> TASK GOAL
Nothing in the entries should be altered. Write them out in full.

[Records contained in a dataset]
....
//! Shared deterministic types for the packing pipeline.
//!
//! These types define stable contracts between the config loader, the action
//! runner, and the orchestrator. They do not touch the filesystem.

use std::fmt;

use serde::{Deserialize, Serialize};
use serde_json::Value;

/// One of the six ordered pipeline stages.
#[derive(Debug, Clone, Copy, PartialEq, Eq, Hash, Serialize, Deserialize)]
#[serde(rename_all = "camelCase")]
pub enum Stage {
    CopyBefore,
    Copy,
    CopyAfter,
    PackBefore,
    Pack,
    PackAfter,
}

impl Stage {
    /// All stages in execution order.
    pub const ORDER: [Stage; 6] = [
        Stage::CopyBefore,
        Stage::Copy,
        Stage::CopyAfter,
        Stage::PackBefore,
        Stage::Pack,
        Stage::PackAfter,
    ];

    /// Config key / log label for the stage.
    pub fn as_str(self) -> &'static str {
        match self {
            Stage::CopyBefore => "copyBefore",
            Stage::Copy => "copy",
            Stage::CopyAfter => "copyAfter",
            Stage::PackBefore => "packBefore",
            Stage::Pack => "pack",
            Stage::PackAfter => "packAfter",
        }
    }
}

impl fmt::Display for Stage {
    fn fmt(&self, f: &mut fmt::Formatter<'_>) -> fmt::Result {
        f.write_str(self.as_str())
    }
}

/// A single instruction inside an action stage.
///
/// Encoded in `zmpack.json` as an array tagged by its first element, e.g.
/// `["delete", "dist"]` or `["command", "npm run build"]`. Tags other than
/// `delete`/`command` decode to [`Action::Unknown`] and are skipped with a
/// warning at run time. Known tags with a malformed payload are rejected while
/// decoding.
#[derive(Debug, Clone, PartialEq, Eq, Serialize, Deserialize)]
#[serde(try_from = "Vec<Value>", into = "Vec<Value>")]
pub enum Action {
    /// Remove a file or directory, resolved against the stage working directory.
    Delete { item: String },
    /// Run a command line through the platform shell.
    Command { line: String },
    /// Unrecognized tag, preserved for diagnostics.
    Unknown { tag: String },
}

impl Action {
    pub fn delete(item: impl Into<String>) -> Self {
        Action::Delete { item: item.into() }
    }

    pub fn command(line: impl Into<String>) -> Self {
        Action::Command { line: line.into() }
    }

    /// The tag this action is encoded with.
    pub fn tag(&self) -> &str {
        match self {
            Action::Delete { .. } => "delete",
            Action::Command { .. } => "command",
            Action::Unknown { tag } => tag,
        }
    }
}

impl TryFrom<Vec<Value>> for Action {
    type Error = String;

    fn try_from(raw: Vec<Value>) -> Result<Self, Self::Error> {
        let Some((head, args)) = raw.split_first() else {
            return Err("action must be a non-empty array".to_string());
        };
        let tag = head
            .as_str()
            .ok_or_else(|| format!("action tag must be a string, got {head}"))?;
        match tag {
            "delete" => single_string_arg(tag, args).map(|item| Action::Delete { item }),
            "command" => single_string_arg(tag, args).map(|line| Action::Command { line }),
            other => Ok(Action::Unknown {
                tag: other.to_string(),
            }),
        }
    }
}

impl From<Action> for Vec<Value> {
    fn from(action: Action) -> Self {
        match action {
            Action::Delete { item } => vec![Value::from("delete"), Value::from(item)],
            Action::Command { line } => vec![Value::from("command"), Value::from(line)],
            Action::Unknown { tag } => vec![Value::from(tag)],
        }
    }
}

fn single_string_arg(tag: &str, args: &[Value]) -> Result<String, String> {
    match args {
        [Value::String(arg)] if !arg.trim().is_empty() => Ok(arg.clone()),
        [Value::String(_)] => Err(format!("{tag} argument must be non-empty")),
        [other] => Err(format!("{tag} argument must be a string, got {other}")),
        _ => Err(format!(
            "{tag} expects exactly one argument, got {}",
            args.len()
        )),
    }
}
....
> OUTPUT OF THE EXERCISE
//! Shared deterministic types for the packing pipeline.
//!
//! These types define stable contracts between the config loader, the action
//! runner, and the orchestrator. They do not touch the filesystem.

use std::fmt;

use serde::{Deserialize, Serialize};
use serde_json::Value;

/// One of the six ordered pipeline stages.
#[derive(Debug, Clone, Copy, PartialEq, Eq, Hash, Serialize, Deserialize)]
#[serde(rename_all = "camelCase")]
pub enum Stage {
    CopyBefore,
    Copy,
    CopyAfter,
    PackBefore,
    Pack,
    PackAfter,
}

impl Stage {
    /// All stages in execution order.
    pub const ORDER: [Stage; 6] = [
        Stage::CopyBefore,
        Stage::Copy,
        Stage::CopyAfter,
        Stage::PackBefore,
        Stage::Pack,
        Stage::PackAfter,
    ];

    /// Config key / log label for the stage.
    pub fn as_str(self) -> &'static str {
        match self {
            Stage::CopyBefore => "copyBefore",
            Stage::Copy => "copy",
            Stage::CopyAfter => "copyAfter",
            Stage::PackBefore => "packBefore",
            Stage::Pack => "pack",
            Stage::PackAfter => "packAfter",
        }
    }
}

impl fmt::Display for Stage {
    fn fmt(&self, f: &mut fmt::Formatter<'_>) -> fmt::Result {
        f.write_str(self.as_str())
    }
}

/// A single instruction inside an action stage.
///
/// Encoded in `zmpack.json` as an array tagged by its first element, e.g.
/// `["delete", "dist"]` or `["command", "npm run build"]`. Tags other than
/// `delete`/`command` decode to [`Action::Unknown`] and are skipped with a
/// warning at run time. Known tags with a malformed payload are rejected while
/// decoding.
#[derive(Debug, Clone, PartialEq, Eq, Serialize, Deserialize)]
#[serde(try_from = "Vec<Value>", into = "Vec<Value>")]
pub enum Action {
    /// Remove a file or directory, resolved against the stage working directory.
    Delete { item: String },
    /// Run a command line through the platform shell.
    Command { line: String },
    /// Unrecognized tag, preserved for diagnostics.
    Unknown { tag: String },
}

impl Action {
    pub fn delete(item: impl Into<String>) -> Self {
        Action::Delete { item: item.into() }
    }

    pub fn command(line: impl Into<String>) -> Self {
        Action::Command { line: line.into() }
    }

    /// The tag this action is encoded with.
    pub fn tag(&self) -> &str {
        match self {
            Action::Delete { .. } => "delete",
            Action::Command { .. } => "command",
            Action::Unknown { tag } => tag,
        }
    }
}

impl TryFrom<Vec<Value>> for Action {
    type Error = String;

    fn try_from(raw: Vec<Value>) -> Result<Self, Self::Error> {
        let Some((head, args)) = raw.split_first() else {
            return Err("action must be a non-empty array".to_string());
        };
        let tag = head
            .as_str()
            .ok_or_else(|| format!("action tag must be a string, got {head}"))?;
        match tag {
            "delete" => single_string_arg(tag, args).map(|item| Action::Delete { item }),
            "command" => single_string_arg(tag, args).map(|line| Action::Command { line }),
            other => Ok(Action::Unknown {
                tag: other.to_string(),
            }),
        }
    }
}

impl From<Action> for Vec<Value> {
    fn from(action: Action) -> Self {
        match action {
            Action::Delete { item } => vec![Value::from("delete"), Value::from(item)],
            Action::Command { line } => vec![Value::from("command"), Value::from(line)],
            Action::Unknown { tag } => vec![Value::from(tag)],
        }
    }
}

fn single_string_arg(tag: &str, args: &[Value]) -> Result<String, String> {
    match args {
        [Value::String(arg)] if !arg.trim().is_empty() => Ok(arg.clone()),
        [Value::String(_)] => Err(format!("{tag} argument must be non-empty")),
        [other] => Err(format!("{tag} argument must be a string, got {other}")),
        _ => Err(format!(
            "{tag} expects exactly one argument, got {}",
            args.len()
        )),
    }
}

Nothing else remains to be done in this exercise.